[Stored data entries]
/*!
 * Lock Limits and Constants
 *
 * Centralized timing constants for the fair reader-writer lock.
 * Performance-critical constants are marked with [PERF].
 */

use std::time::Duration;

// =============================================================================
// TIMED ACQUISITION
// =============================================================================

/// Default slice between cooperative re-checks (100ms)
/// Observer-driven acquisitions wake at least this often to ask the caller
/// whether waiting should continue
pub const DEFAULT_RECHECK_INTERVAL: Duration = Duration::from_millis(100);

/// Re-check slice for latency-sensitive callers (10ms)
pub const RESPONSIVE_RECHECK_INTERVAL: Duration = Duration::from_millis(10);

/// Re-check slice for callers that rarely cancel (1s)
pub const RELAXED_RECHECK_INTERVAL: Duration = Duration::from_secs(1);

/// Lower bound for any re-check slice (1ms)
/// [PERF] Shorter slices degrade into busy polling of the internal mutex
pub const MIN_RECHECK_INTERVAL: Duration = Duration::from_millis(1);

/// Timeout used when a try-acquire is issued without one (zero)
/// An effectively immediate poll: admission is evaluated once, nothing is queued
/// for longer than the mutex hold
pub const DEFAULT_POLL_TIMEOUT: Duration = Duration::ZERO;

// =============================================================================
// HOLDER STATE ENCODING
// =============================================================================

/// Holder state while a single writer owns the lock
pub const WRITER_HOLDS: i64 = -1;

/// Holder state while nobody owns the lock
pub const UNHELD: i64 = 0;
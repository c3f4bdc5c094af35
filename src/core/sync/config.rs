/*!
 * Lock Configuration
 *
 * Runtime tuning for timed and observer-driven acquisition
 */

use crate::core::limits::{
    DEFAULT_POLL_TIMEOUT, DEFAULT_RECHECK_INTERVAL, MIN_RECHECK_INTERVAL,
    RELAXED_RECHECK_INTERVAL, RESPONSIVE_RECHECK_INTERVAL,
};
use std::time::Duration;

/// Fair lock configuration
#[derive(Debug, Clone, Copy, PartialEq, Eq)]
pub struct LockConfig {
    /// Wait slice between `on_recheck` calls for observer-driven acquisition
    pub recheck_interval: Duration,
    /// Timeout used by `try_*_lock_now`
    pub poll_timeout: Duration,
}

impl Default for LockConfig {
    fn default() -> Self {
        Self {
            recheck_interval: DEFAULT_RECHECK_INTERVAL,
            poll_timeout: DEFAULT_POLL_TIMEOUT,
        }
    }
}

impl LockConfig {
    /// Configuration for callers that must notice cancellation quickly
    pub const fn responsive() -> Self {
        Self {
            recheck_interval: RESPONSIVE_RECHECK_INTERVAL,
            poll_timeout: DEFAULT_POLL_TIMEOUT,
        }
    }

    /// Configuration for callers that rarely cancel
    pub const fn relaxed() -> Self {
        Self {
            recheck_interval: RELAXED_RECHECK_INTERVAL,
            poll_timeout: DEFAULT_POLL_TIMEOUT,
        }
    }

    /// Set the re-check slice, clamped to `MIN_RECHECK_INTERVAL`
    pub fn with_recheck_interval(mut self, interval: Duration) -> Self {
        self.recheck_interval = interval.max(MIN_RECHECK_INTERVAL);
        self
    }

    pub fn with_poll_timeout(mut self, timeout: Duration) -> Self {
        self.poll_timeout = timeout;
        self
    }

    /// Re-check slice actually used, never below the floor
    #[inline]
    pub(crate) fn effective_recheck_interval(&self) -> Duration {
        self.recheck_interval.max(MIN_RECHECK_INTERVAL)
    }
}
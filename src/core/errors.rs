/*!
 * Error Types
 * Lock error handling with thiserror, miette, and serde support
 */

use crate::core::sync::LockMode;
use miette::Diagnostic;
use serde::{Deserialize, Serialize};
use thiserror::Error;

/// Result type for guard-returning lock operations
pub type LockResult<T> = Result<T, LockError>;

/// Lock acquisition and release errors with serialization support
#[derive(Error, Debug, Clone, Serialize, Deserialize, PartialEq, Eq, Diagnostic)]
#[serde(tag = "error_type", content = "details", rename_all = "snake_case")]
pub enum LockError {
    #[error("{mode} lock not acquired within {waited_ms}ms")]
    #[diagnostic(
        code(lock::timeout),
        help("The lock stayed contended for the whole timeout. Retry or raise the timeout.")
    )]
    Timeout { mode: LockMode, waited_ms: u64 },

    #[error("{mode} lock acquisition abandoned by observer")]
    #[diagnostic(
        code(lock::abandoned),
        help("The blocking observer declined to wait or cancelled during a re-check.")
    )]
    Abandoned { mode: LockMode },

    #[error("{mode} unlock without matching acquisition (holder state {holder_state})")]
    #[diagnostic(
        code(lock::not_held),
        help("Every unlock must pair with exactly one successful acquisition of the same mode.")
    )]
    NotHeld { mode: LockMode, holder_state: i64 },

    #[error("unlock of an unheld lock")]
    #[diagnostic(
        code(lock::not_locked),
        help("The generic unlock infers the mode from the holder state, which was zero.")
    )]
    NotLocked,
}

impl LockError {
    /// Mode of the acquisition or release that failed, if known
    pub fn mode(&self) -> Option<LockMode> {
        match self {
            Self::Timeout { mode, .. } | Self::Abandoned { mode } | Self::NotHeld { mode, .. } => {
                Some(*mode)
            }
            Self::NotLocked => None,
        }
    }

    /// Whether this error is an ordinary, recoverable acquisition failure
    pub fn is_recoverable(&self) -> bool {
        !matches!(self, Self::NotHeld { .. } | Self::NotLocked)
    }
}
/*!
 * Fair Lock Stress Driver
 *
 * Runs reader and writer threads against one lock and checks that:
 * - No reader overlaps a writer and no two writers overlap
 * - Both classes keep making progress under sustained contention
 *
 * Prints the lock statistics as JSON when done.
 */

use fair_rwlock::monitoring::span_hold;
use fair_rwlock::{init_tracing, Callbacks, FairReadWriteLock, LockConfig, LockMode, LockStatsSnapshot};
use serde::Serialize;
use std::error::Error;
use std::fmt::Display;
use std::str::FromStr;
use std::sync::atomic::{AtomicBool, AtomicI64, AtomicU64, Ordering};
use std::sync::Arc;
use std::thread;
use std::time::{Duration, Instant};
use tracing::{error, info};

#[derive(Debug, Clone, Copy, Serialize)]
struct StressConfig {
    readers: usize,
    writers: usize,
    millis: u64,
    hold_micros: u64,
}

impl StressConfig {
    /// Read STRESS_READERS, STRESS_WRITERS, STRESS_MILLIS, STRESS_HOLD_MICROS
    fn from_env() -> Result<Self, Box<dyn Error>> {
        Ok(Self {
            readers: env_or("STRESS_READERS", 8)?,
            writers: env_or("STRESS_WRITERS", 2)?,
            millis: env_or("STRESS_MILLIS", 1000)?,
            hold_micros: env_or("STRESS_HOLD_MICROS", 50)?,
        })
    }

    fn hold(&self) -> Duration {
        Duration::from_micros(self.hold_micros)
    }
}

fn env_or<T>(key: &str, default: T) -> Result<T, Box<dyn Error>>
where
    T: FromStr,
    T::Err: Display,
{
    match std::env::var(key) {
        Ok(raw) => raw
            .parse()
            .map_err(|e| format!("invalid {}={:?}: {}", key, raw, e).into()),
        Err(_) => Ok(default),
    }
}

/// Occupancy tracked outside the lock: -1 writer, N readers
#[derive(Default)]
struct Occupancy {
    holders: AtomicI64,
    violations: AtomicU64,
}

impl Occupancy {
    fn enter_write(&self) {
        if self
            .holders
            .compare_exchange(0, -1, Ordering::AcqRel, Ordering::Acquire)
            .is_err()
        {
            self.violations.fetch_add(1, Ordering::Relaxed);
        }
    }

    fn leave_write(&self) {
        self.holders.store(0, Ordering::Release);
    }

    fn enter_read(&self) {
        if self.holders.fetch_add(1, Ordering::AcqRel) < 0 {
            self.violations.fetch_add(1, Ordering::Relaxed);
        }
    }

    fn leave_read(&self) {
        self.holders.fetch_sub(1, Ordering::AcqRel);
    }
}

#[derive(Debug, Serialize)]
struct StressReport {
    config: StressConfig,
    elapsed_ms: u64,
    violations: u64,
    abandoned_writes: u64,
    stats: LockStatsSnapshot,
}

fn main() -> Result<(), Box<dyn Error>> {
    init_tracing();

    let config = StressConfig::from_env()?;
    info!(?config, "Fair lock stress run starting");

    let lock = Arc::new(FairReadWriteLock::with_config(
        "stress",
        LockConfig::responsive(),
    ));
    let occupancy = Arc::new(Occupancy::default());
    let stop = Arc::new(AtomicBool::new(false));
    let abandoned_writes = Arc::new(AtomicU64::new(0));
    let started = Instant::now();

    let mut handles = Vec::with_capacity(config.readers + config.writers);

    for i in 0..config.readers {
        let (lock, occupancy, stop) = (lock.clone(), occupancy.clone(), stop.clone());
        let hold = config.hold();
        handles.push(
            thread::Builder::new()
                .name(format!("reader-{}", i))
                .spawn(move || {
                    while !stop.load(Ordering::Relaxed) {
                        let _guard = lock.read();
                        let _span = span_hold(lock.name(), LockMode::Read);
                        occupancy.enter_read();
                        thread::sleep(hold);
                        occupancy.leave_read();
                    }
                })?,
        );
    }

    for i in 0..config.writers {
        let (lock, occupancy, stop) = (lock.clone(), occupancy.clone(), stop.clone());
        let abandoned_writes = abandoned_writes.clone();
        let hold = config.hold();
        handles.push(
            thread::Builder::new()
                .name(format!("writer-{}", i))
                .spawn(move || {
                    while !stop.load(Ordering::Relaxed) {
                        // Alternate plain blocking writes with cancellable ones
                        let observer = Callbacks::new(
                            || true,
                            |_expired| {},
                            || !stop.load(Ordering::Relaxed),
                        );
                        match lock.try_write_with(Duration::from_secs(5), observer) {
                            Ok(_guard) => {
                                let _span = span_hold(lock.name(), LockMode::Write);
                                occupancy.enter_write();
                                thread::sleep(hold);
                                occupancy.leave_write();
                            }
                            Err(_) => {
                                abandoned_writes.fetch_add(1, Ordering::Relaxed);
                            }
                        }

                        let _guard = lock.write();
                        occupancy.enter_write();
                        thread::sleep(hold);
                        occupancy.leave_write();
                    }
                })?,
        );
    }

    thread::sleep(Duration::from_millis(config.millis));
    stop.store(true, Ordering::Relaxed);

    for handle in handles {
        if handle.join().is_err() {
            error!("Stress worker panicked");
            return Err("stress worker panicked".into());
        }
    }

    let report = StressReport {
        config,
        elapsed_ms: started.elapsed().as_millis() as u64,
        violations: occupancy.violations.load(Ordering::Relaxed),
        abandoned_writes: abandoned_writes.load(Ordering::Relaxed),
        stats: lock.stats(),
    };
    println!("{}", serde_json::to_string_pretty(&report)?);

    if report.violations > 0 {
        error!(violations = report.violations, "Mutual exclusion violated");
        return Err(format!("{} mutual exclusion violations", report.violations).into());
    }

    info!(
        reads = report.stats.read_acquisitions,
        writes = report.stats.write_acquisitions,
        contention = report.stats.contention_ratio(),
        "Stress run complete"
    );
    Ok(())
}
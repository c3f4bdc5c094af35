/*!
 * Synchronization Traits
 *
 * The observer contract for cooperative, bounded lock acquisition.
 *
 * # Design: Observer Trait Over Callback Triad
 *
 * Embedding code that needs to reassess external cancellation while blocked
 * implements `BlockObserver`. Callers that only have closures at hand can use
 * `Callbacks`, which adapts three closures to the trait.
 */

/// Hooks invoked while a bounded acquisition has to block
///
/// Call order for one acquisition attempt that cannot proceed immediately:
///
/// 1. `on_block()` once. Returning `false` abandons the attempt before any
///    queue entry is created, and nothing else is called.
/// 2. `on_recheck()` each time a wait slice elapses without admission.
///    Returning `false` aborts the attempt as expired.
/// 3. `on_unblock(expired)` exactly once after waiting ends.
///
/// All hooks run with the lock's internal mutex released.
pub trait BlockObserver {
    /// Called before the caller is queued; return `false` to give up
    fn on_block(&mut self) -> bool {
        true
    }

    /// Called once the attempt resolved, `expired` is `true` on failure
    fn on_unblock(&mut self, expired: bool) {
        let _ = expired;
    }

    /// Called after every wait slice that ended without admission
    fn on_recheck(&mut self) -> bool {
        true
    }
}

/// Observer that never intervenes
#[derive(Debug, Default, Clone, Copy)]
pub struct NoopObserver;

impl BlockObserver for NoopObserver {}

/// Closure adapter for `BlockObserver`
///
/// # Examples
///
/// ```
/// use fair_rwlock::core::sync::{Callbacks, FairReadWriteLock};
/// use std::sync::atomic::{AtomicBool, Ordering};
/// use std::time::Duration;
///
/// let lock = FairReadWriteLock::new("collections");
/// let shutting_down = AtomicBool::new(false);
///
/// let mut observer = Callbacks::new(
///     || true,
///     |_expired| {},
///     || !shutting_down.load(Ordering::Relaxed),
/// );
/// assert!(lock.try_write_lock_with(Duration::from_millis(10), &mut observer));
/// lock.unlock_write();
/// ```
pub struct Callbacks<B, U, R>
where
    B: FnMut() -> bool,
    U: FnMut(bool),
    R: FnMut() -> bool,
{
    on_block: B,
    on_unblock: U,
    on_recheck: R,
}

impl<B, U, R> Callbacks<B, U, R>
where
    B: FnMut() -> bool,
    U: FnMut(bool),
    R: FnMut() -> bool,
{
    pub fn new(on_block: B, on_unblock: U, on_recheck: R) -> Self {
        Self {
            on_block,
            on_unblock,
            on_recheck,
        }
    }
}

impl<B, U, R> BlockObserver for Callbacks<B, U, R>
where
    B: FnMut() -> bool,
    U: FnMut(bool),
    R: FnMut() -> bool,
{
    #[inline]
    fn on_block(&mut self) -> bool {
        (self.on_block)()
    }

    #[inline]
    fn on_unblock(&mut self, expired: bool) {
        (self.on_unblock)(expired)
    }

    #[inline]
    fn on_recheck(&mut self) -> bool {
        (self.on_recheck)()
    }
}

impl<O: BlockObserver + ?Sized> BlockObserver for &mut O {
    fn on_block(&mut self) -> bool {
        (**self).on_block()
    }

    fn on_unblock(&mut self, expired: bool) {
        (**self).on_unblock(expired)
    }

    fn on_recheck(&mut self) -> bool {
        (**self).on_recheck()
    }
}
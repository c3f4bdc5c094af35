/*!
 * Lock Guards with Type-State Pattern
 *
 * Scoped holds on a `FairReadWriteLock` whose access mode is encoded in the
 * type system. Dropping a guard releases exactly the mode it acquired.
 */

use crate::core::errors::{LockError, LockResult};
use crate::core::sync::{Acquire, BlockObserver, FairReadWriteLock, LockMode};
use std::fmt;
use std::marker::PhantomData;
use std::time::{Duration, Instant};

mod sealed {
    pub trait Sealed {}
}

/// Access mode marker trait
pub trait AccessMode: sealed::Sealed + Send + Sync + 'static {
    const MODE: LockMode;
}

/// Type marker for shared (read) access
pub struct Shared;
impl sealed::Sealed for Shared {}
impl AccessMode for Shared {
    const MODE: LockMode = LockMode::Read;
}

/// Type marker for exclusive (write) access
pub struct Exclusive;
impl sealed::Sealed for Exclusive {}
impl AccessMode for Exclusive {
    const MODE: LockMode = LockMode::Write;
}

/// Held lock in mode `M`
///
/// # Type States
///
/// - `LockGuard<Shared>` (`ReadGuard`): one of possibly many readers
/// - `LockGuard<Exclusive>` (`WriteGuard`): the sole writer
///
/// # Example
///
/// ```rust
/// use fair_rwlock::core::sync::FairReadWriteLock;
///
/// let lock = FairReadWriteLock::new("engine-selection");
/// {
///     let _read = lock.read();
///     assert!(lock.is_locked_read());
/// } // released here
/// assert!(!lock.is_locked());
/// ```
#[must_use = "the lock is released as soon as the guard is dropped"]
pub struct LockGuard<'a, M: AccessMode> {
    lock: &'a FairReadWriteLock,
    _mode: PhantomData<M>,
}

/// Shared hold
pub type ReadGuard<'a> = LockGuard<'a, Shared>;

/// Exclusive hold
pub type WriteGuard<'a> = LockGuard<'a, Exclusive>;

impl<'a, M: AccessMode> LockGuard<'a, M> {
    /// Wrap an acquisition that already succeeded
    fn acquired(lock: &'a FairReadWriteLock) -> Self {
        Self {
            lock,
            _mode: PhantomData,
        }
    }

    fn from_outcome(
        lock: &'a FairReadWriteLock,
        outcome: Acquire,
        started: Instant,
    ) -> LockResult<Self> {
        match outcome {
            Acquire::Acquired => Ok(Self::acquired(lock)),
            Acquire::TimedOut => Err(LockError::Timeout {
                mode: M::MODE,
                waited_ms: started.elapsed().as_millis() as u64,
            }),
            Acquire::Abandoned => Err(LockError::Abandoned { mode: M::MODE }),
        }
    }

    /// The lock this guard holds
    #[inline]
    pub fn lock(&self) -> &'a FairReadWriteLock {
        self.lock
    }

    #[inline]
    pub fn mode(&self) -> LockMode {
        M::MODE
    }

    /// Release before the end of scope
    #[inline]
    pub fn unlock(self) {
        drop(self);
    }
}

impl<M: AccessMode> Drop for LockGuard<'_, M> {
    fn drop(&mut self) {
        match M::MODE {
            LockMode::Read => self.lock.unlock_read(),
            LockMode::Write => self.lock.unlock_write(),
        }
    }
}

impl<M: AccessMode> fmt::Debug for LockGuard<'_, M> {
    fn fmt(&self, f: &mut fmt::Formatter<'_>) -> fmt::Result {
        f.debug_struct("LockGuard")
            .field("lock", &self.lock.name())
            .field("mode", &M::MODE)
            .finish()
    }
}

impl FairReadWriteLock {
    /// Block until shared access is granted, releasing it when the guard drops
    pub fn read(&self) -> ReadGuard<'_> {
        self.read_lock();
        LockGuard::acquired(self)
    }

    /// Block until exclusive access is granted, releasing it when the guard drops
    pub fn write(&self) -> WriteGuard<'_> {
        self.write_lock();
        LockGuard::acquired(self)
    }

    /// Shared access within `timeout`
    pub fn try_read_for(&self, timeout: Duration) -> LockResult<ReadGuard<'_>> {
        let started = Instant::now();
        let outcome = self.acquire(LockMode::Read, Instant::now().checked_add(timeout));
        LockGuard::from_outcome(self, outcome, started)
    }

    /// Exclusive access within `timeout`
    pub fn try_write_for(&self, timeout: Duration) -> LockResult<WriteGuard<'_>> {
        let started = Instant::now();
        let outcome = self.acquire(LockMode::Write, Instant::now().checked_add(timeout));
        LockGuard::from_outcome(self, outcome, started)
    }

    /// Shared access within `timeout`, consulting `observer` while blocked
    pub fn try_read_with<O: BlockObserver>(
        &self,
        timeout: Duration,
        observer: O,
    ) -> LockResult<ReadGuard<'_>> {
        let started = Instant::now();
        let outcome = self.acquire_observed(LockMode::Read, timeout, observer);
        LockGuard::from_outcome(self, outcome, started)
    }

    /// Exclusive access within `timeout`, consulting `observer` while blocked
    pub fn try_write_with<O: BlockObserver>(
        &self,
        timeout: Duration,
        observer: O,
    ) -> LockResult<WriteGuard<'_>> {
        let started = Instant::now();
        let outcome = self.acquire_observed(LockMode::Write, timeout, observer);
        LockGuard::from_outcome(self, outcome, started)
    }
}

■ TASK PROMPT ■
Copy each line of the records containing the string "Serialize".

■ RESPONSE ■
use serde::{Deserialize, Serialize};
#[derive(Error, Debug, Clone, Serialize, Deserialize, PartialEq, Eq, Diagnostic)]
use serde::Serialize;
#[derive(Debug, Clone, Copy, Serialize)]
#[derive(Debug, Serialize)]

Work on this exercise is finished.